Warum kam der Wunsch die politischen Symbole von Ukraine und Israel zu verbinden?

Das wäre der zweite, in meinen Augen wichtige, Teil dieses Beitrags. Für Anna und mich waren es sowohl der persönliche Draht zu diesen Kulturen – Familiengeschichten, Freunde, eigene Lebensgeschichte – als auch ein warmes Gefühl zu diesen Kulturen. Das letztere ist wahrscheinlich da, weil viel zu viel zwischenmenschlicher Wärme damit verbunden ist. Allerdings ist diese Seite der Motivation nicht alles. Wir beide haben ein gewisses Weltbild, in welchem die Bilder dieser Kulturen ähnlich aussehen und genau diese Bilder machten den Rest der Motivation aus.

Israel

Jüdische Geschichte betrifft uns beide.
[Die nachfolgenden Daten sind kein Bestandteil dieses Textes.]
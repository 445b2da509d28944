use sea_orm::DatabaseConnection;
use tokio::sync::{Mutex, MutexGuard};

use crate::ResultEngine;

mod accounts;
mod allocations;
mod expenses;
mod fuel;
mod guard;
mod ledger;
mod maintenance;
mod purchase_orders;
mod rentals;
mod reports;
mod vehicles;
mod work_orders;

pub use allocations::AllocationFilter;
pub use guard::GuardDecision;

/// Run a block inside a DB transaction, committing on success and rolling back on error.
macro_rules! with_tx {
    ($self:expr, |$tx:ident| $body:expr) => {{
        let $tx = $self.database.begin().await?;
        let result = $body;
        match result {
            Ok(value) => {
                $tx.commit().await?;
                Ok(value)
            }
            Err(err) => Err(err),
        }
    }};
}

pub(crate) use with_tx;

/// Entry point of the ledger engine.
///
/// Every write that can move an executed amount holds the write gate for the
/// whole transaction, so guard checks and recomputations never interleave.
#[derive(Debug)]
pub struct Engine {
    database: DatabaseConnection,
    write_gate: Mutex<()>,
}

impl Engine {
    /// Return a builder for `Engine`. Help to build the struct.
    pub fn builder() -> EngineBuilder {
        EngineBuilder::default()
    }

    async fn write_gate(&self) -> MutexGuard<'_, ()> {
        self.write_gate.lock().await
    }
}

/// The builder for `Engine`
#[derive(Default)]
pub struct EngineBuilder {
    database: DatabaseConnection,
}

impl EngineBuilder {
    /// Pass the required database
    pub fn database(mut self, db: DatabaseConnection) -> EngineBuilder {
        self.database = db;
        self
    }

    /// Construct `Engine`
    pub async fn build(self) -> ResultEngine<Engine> {
        Ok(Engine {
            database: self.database,
            write_gate: Mutex::new(()),
        })
    }
}
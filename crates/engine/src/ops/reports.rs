use chrono::NaiveDate;
use sea_orm::{QueryFilter, QueryOrder, TransactionTrait, prelude::*};

use crate::{
    ExecutionAlert, MaintenanceAlert, MaintenanceEvent, MaintenanceState, ResultEngine,
    VarianceLine, Vehicle, VehicleCostReport, maintenance,
    reports::{execution_alerts, maintenance_alerts, variance_report},
    util::normalize_plate,
    vehicles,
};

use super::{
    AllocationFilter, Engine, allocations::list_allocations, ledger::load_vehicle_sources,
    vehicles::require_vehicle, with_tx,
};

impl Engine {
    /// Active allocations that have consumed at least 80% of their assigned
    /// amount, optionally restricted to `year`.
    pub async fn execution_alerts(&self, year: Option<i32>) -> ResultEngine<Vec<ExecutionAlert>> {
        let filter = AllocationFilter {
            year,
            ..AllocationFilter::default()
        };
        with_tx!(self, |db_tx| {
            let allocations = list_allocations(&db_tx, &filter).await?;
            Ok(execution_alerts(allocations))
        })
    }

    /// Executed against assigned for every active allocation of `year`.
    pub async fn variance_report(&self, year: i32) -> ResultEngine<Vec<VarianceLine>> {
        let filter = AllocationFilter::default().year(year);
        with_tx!(self, |db_tx| {
            let allocations = list_allocations(&db_tx, &filter).await?;
            Ok(variance_report(allocations))
        })
    }

    /// Maintenance, fuel and rental costs of one vehicle, for `year` or its
    /// whole history.
    pub async fn vehicle_cost_report(
        &self,
        plate: &str,
        year: Option<i32>,
    ) -> ResultEngine<VehicleCostReport> {
        let plate = normalize_plate(plate)?;
        with_tx!(self, |db_tx| {
            let vehicle = require_vehicle(&db_tx, &plate).await?;
            let sources = load_vehicle_sources(&db_tx, &plate, year).await?;
            VehicleCostReport::new(&vehicle, year, &sources)
        })
    }

    /// Vehicles close to or past a service threshold, and scheduled
    /// maintenance due within a week of `today` or overdue.
    pub async fn maintenance_alerts(&self, today: NaiveDate) -> ResultEngine<Vec<MaintenanceAlert>> {
        with_tx!(self, |db_tx| {
            let vehicles = vehicles::Entity::find()
                .order_by_asc(vehicles::Column::Plate)
                .all(&db_tx)
                .await?
                .into_iter()
                .map(Vehicle::try_from)
                .collect::<ResultEngine<Vec<_>>>()?;
            let events = maintenance::Entity::find()
                .filter(maintenance::Column::State.is_in([
                    MaintenanceState::Scheduled.as_str(),
                    MaintenanceState::Finalized.as_str(),
                ]))
                .all(&db_tx)
                .await?
                .into_iter()
                .map(MaintenanceEvent::try_from)
                .collect::<ResultEngine<Vec<_>>>()?;
            Ok(maintenance_alerts(&vehicles, &events, today))
        })
    }
}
Sie reicht von ganz engen Verwandten und deren Berichten über die Zeiten vor, während und nach dem Zweiten Weltkrieg, bis in unsere Tage, an welchen wir sie als Vorbilder hatten. Auch sie waren betroffen von Holodomor in der Ukraine der 1930er Jahren. Auch sie waren betroffen vom Krieg und Verfolgungen der 1940er. Auch sie erlebten Unterdrückungen des stalinistischen Regimes sowie allen Schattenseiten vom Real-Kommunismus. Allein diese Geschichten haben bereits gereicht, um die Sehnsucht und Freude zu verstehen, mit welchen der moderne Staat Israel in 1948 gegründet wurde.

Ukraine

Wir beide – Anna und ich – sind in der Ukraine geboren. Ich landete bereits vor vielen Jahren in Westeuropa und dies hatte nichts mit dem aktuell tobenden Krieg zu tun. Anna kam nach Westeuropa später. Wir beide kannten Schatten- und Schokoladenseiten unserer Heimat. Wir kannten verträumte Zeit Ende der kommunistischen Ära, wir kannten die aus allen Fugen geratenen 1990er, wir kannten die Enttäuschungen und Hoffnungen danach, und den Geist der Freiheit.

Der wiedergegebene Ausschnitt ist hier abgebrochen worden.